不摂生がたたったかただの夏ばてなら良いのですが、それでは説明のつかない要素が多いのでたまらなく不安です。まだ短いですが、我が人生最悪のときと言えます。自分が壊れて自分が死ぬのは勝手(それでも他人に多少の影響はでますが)ですが、他人を巻き込むのだけは御免です。精神科の先生の診断はうつまで酷くはなく強迫性障害の軽いもので、しかしその薬を飲むほどの酷さではないので睡眠薬だけを出して様子を見てみるというものでした。追加で不潔強迫や数唱強迫があれば薬を出すみたいなことを仰ってました。より多くの先生にご意見を御伺いしたくメールさせていただきました、何卒アドバイスをお願いします。
林: 発作性運動誘発性舞踏アテトーゼは、急激な運動開始や驚愕によって発作性に不随意運動が出る病気ですが、発作のないときは全く異常がないのが普通です。ですから、この【1340】のケースでは、アレビアチンで発作が抑えられていれば、何も問題もない状態が期待できるところです。
にもかかわらず、タイトルの「母や父を殺害してしまうイメージが頭のなかによく再生されます」をはじめとする、いくつかのつらい症状が出てしまっています。
精神科の先生の診断はうつまで酷くはなく強迫性障害の軽いもの
とおっしゃっているとのこと、確かにその通りで、このメールに書かれている症状の多くは強迫性障害の色彩があるものです。
ところで、発作性運動誘発性舞踏アテトーゼには、原因不明のもの(「本態性」と呼ばれます)と、原因としての疾患が別にあるもの(「症候性」と呼ばれます)の2種類があります。【1340】には「発作性運動誘発性舞踏アテトーゼ」としか記載がありませんので、そのどちらであるかは不明です。が、ここで重要な点は、症候性のケースでは、その多くは大脳の深い所にある大脳基底核という部位に何らかの異常があることです(また、「本態性」でも、大脳基底核の異常が推定されています)。
一方、強迫性障害は、基本的には原因不明ですが、ごく少数ながら、大脳基底核の脳梗塞などの異常によって、強迫性障害とほとんど同じ症状が出るケースがあります。(そして、原因不明とされる強迫性障害でも、大脳基底核の血流に異常があることが、精密な検査で示されることがしばしばあります)。

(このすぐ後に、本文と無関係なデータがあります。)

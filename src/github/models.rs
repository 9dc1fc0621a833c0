// src/github/models.rs
// =============================================================================
// Data we read from the GitHub REST API.
//
// Only the fields the showcase uses are declared; serde ignores the rest of
// the (very large) repository object.
//
// Rust concepts:
// - serde derive with per-field defaults
// - A custom deserializer for a field that must never fail to parse
// =============================================================================

use chrono::{DateTime, NaiveDate, NaiveDateTime, Utc};
use serde::{Deserialize, Deserializer, Serialize};

/// One repository from `GET /users/{owner}/repos`.
#[derive(Debug, Clone, Serialize, Deserialize)]
pub struct RepositorySummary {
    pub id: u64,
    pub name: String,
    #[serde(default)]
    pub description: Option<String>,
    /// Primary language; `None` goes into the "Other" category
    #[serde(default)]
    pub language: Option<String>,
    #[serde(default)]
    pub stargazers_count: u64,
    /// Free text set by the owner, may or may not be a URL
    #[serde(default)]
    pub homepage: Option<String>,
    pub html_url: String,
    /// Missing or unparseable timestamps become `DateTime::<Utc>::MIN_UTC`
    #[serde(default = "oldest", deserialize_with = "lenient_timestamp")]
    pub updated_at: DateTime<Utc>,
    #[serde(default, deserialize_with = "null_as_empty")]
    pub topics: Vec<String>,
    #[serde(default)]
    pub fork: bool,
    #[serde(default)]
    pub archived: bool,
}

impl RepositorySummary {
    /// Seconds since the Unix epoch of the last update (negative for the
    /// "oldest" sentinel).
    pub fn updated_epoch_seconds(&self) -> i64 {
        self.updated_at.timestamp()
    }

    /// Language used for grouping.
    pub fn category(&self) -> &str {
        match self.language.as_deref() {
            Some(language) if !language.trim().is_empty() => language,
            _ => "Other",
        }
    }
}

/// Body of `GET /repos/{owner}/{repo}/readme` (only the part we need).
#[derive(Debug, Deserialize)]
pub(crate) struct ReadmeResponse {
    pub content: String,
}

/// Outcome of a README request.
///
/// A repository without a README is normal, so "not available" is a value
/// rather than an error.
#[derive(Debug, Clone, PartialEq, Eq)]
pub enum Readme {
    /// Raw `content` field, still base64 with embedded newlines
    Available(String),
    NotAvailable,
}

fn oldest() -> DateTime<Utc> {
    DateTime::<Utc>::MIN_UTC
}

// Accepts any JSON value; anything that is not an ISO-8601 string is "oldest"
fn lenient_timestamp<'de, D>(deserializer: D) -> Result<DateTime<Utc>, D::Error>
where
    D: Deserializer<'de>,
{
    // Deserialize as a generic value first, so numbers or objects don't fail
    let raw = serde_json::Value::deserialize(deserializer)?;
    Ok(raw.as_str().and_then(parse_timestamp).unwrap_or_else(oldest))
}

/// Parses the ISO-8601 forms we may get back.
///
/// Tried in order:
/// - RFC 3339 with an offset ("2024-06-01T12:00:00Z", what GitHub sends)
/// - date and time without an offset ("2024-06-01T12:00:00"), read as UTC
/// - a bare date ("2024-06-01"), read as midnight UTC
pub fn parse_timestamp(text: &str) -> Option<DateTime<Utc>> {
    let text = text.trim();

    if let Ok(dt) = DateTime::parse_from_rfc3339(text) {
        return Some(dt.with_timezone(&Utc));
    }

    // %.f also accepts (and skips) missing fractional seconds
    if let Ok(naive) = NaiveDateTime::parse_from_str(text, "%Y-%m-%dT%H:%M:%S%.f") {
        return Some(naive.and_utc());
    }

    NaiveDate::parse_from_str(text, "%Y-%m-%d")
        .ok()
        .and_then(|date| date.and_hms_opt(0, 0, 0))
        .map(|naive| naive.and_utc())
}

fn null_as_empty<'de, D>(deserializer: D) -> Result<Vec<String>, D::Error>
where
    D: Deserializer<'de>,
{
    Ok(Option::<Vec<String>>::deserialize(deserializer)?.unwrap_or_default())
}


#[cfg(test)]
mod tests {
    use super::*;

    #[test]
    fn test_deserialize_full_record() {
        let json = r#"{
            "id": 1296269,
            "name": "Hello-World",
            "full_name": "octocat/Hello-World",
            "description": "This your first repo!",
            "language": "Rust",
            "stargazers_count": 80,
            "homepage": "https://github.com",
            "html_url": "https://github.com/octocat/Hello-World",
            "updated_at": "2011-01-26T19:14:43Z",
            "topics": ["octocat", "api"],
            "fork": false,
            "archived": true
        }"#;
        let repo: RepositorySummary = serde_json::from_str(json).unwrap();

        assert_eq!(repo.id, 1296269);
        assert_eq!(repo.category(), "Rust");
        assert_eq!(repo.topics, vec!["octocat", "api"]);
        assert_eq!(repo.updated_epoch_seconds(), 1296069283);
        assert!(repo.archived);
    }

    #[test]
    fn test_bad_timestamp_is_oldest() {
        let repo = fixtures::repo(1, "a", 0, "not a date");
        assert_eq!(repo.updated_at, DateTime::<Utc>::MIN_UTC);
    }

    #[test]
    fn test_other_iso_8601_forms() {
        let date_only = fixtures::repo(1, "a", 0, "2024-01-01");
        assert_eq!(date_only.updated_at.to_rfc3339(), "2024-01-01T00:00:00+00:00");

        let no_offset = fixtures::repo(2, "b", 0, "2024-06-01T12:00:00");
        assert_eq!(no_offset.updated_at.to_rfc3339(), "2024-06-01T12:00:00+00:00");

        let fraction = fixtures::repo(3, "c", 0, "2024-06-01T12:00:00.250");
        assert_eq!(fraction.updated_epoch_seconds(), no_offset.updated_epoch_seconds());

        let offset = fixtures::repo(4, "d", 0, "2024-06-01T14:00:00+02:00");
        assert_eq!(offset.updated_at, no_offset.updated_at);
    }

    #[test]
    fn test_parse_timestamp_rejects_junk() {
        for text in ["", "yesterday", "2024-13-01", "2024-02-30", "01/02/2024"] {
            assert!(parse_timestamp(text).is_none(), "{}", text);
        }
    }

    #[test]
    fn test_missing_optional_fields() {
        let json = r#"{"id": 7, "name": "x", "html_url": "https://github.com/o/x",
                       "language": null, "topics": null, "homepage": null}"#;
        let repo: RepositorySummary = serde_json::from_str(json).unwrap();

        assert_eq!(repo.category(), "Other");
        assert!(repo.topics.is_empty());
        assert!(repo.homepage.is_none());
        assert_eq!(repo.updated_at, DateTime::<Utc>::MIN_UTC);
    }
}
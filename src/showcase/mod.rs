// src/showcase/mod.rs
// =============================================================================
// This module turns a list of repositories into the showcase sections.
//
// Submodules:
// - snippet: README -> short plain-text preview
// - featured: which (up to) three projects are highlighted
// - links: where a card's live and code links point
// - sections: builds Featured / By category / All from the pieces above
// =============================================================================

mod featured;
mod links;
mod sections;
mod snippet;

pub use featured::{score, select_featured, FEATURED_TAG, MAX_FEATURED};
pub use links::{resolve_code_target, resolve_live_target, LinkKind, ResolvedLink};
pub use sections::{
    build_cards, build_showcase, filter_repositories, group_by_category, load_showcase,
    sort_by_recency, CategorySection, ProjectCard, Showcase,
};
pub use snippet::{clean_text, decode_content, extract_snippet, Snippet, MAX_SNIPPET_CHARS};
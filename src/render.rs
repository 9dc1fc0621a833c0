// src/render.rs
// =============================================================================
// Turns a Showcase into text for the terminal, or into JSON.
//
// The text listing is meant for a quick look; the JSON output carries the
// same records (cards, resolved links, snippets) for any other front end to
// render however it likes.
// =============================================================================

use std::fmt;

use anyhow::Result;

use crate::showcase::{LinkKind, ProjectCard, Showcase};

// Long descriptions are cut in the listing (JSON keeps them whole)
const DESCRIPTION_WIDTH: usize = 80;

/// Pretty-printed JSON of the whole showcase.
pub fn render_json(showcase: &Showcase) -> Result<String> {
    Ok(serde_json::to_string_pretty(showcase)?)
}

/// Human-readable listing with the three sections.
pub fn render_text(showcase: &Showcase) -> String {
    // to_string() comes for free with the Display impl below
    TextListing(showcase).to_string()
}

// Wrapper so the listing can be written with writeln!(f, ...)? through
// fmt::Display instead of pushing into a String by hand
struct TextListing<'a>(&'a Showcase);

impl fmt::Display for TextListing<'_> {
    fn fmt(&self, f: &mut fmt::Formatter<'_>) -> fmt::Result {
        let showcase = self.0;

        writeln!(f, "📁 Projects of {}", showcase.owner)?;
        writeln!(f, "{}", "=".repeat(60))?;

        // Only present when the repository list could not be loaded
        if let Some(banner) = &showcase.banner {
            writeln!(f, "⚠️  {}", banner)?;
            writeln!(f)?;
        }

        writeln!(f, "⭐ Featured")?;
        if showcase.featured.is_empty() {
            writeln!(f, "   (nothing to feature)")?;
        }
        for card in &showcase.featured {
            write_card(f, card)?;
        }
        writeln!(f)?;

        // Categories only list names; the full cards follow in "All projects"
        writeln!(f, "🗂️  By category")?;
        if showcase.categories.is_empty() {
            writeln!(f, "   (no categories)")?;
        }
        for section in &showcase.categories {
            writeln!(f, "   {} ({})", section.name, section.projects.len())?;
            for card in &section.projects {
                writeln!(f, "      - {}", card.name)?;
            }
        }
        writeln!(f)?;

        writeln!(f, "📋 All projects ({})", showcase.projects.len())?;
        for card in &showcase.projects {
            write_card(f, card)?;
        }

        Ok(())
    }
}

fn write_card(f: &mut fmt::Formatter<'_>, card: &ProjectCard) -> fmt::Result {
    let language = card.language.as_deref().unwrap_or("Other");
    let updated = card
        .updated_at
        .map(|t| t.format("%Y-%m-%d").to_string())
        .unwrap_or_else(|| "unknown".to_string());

    writeln!(
        f,
        "   {} (★ {}, {}, updated {})",
        card.name, card.stars, language, updated
    )?;
    if let Some(description) = card.description.as_deref().filter(|d| !d.is_empty()) {
        writeln!(f, "      {}", shorten(description, DESCRIPTION_WIDTH))?;
    }
    writeln!(f, "      {} {}", format_kind(card.live.kind), card.live.url)?;
    writeln!(f, "      {} {}", format_kind(card.code.kind), card.code.url)?;

    // Unavailable snippets print as "", so they are skipped here
    if !card.snippet.is_empty() {
        writeln!(f, "      “{}”", card.snippet.as_str())?;
    }
    Ok(())
}

fn format_kind(kind: LinkKind) -> &'static str {
    match kind {
        LinkKind::LiveDemo => "🌐 Live:",
        LinkKind::PagesGuess => "🌐 Pages (guess):",
        LinkKind::CodePage => "💻 Code:",
    }
}

// Cuts on a character boundary, never inside a multi-byte character
fn shorten(text: &str, width: usize) -> String {
    if text.chars().count() <= width {
        text.to_string()
    } else {
        let cut: String = text.chars().take(width.saturating_sub(3)).collect();
        format!("{}...", cut)
    }
}
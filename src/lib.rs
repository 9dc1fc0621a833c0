// src/lib.rs
// =============================================================================
// repo-showcase as a library: the binary in main.rs is a thin wrapper, and
// other front ends can use the same pieces.
//
// Modules:
// - cli / config: command line and the immutable Config built from it
// - github: the GitHub REST API client
// - showcase: snippets, featured selection, links, sections
// - render: text and JSON output
// =============================================================================

pub mod cli;
pub mod config;
pub mod github;
pub mod render;
pub mod showcase;

pub use config::Config;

つまり、この【1340】では、発作性運動誘発性舞踏アテトーゼと、強迫性障害の症状は、どちらも大脳基底核に原因がある可能性があるということです。
したがって、この【1340】の方には、そもそも発作性運動誘発性舞踏アテトーゼの原因が何であったのか、再確認することをお勧めします。もし「本態性」とされていたのであれば、もしかするとそれは間違いで、大脳基底核に病変のある何らかの別の疾患があるのかもしれません。その場合でも、アレビアチンによる発作コントロールという治療方針は変わりませんが、それに加える形で、別の治療が必要になることが考えられます。
また、仮に原因が不明のままであっても、今の強迫症状があなたにとって非常につらいものなのであれば、強迫性障害としての薬物療法(主として抗うつ薬の処方になります)を受けたほうがいいでしょう。